WORK INSTRUCTIONS:
Once you find a line containing the word "sliced" in the entries below, copy it.

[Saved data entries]
********************

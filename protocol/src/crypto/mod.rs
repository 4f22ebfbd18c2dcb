//! # Cryptographic Core
//!
//! The ternary primitives everything else is built on:
//!
//! - **sponge** — the reset/absorb/squeeze/clone contract all hashing goes
//!   through. Callers never care which concrete permutation sits behind it.
//! - **curl** — the Curl sponge in its scalar, trit-at-a-time form. The
//!   proof-of-work engine re-expresses the same permutation bit-sliced; the
//!   two must stay lane-for-lane equivalent or attached transactions stop
//!   validating.
//! - **signing** — the Winternitz-style one-time signature engine: subseed,
//!   key, digest, address derivation, and the complementary hash chains for
//!   signing and verification.
//!
//! ## A note on "rolling your own crypto"
//!
//! This module *is* the protocol's cryptography, so there is no audited
//! upstream crate to lean on — balanced-ternary sponges are not exactly
//! crates.io material. The compensating controls are exhaustive
//! complementary-chain tests and the scalar/bit-sliced cross-checks in the
//! pow module. If you touch the permutation, run both.

pub mod curl;
pub mod signing;
pub mod sponge;

pub use curl::Curl;
pub use signing::{new_address, Signing, SigningError};
pub use sponge::{Sponge, SpongeMode};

********************

YOUR SOLUTION:
//!   proof-of-work engine re-expresses the same permutation bit-sliced; the
//! complementary-chain tests and the scalar/bit-sliced cross-checks in the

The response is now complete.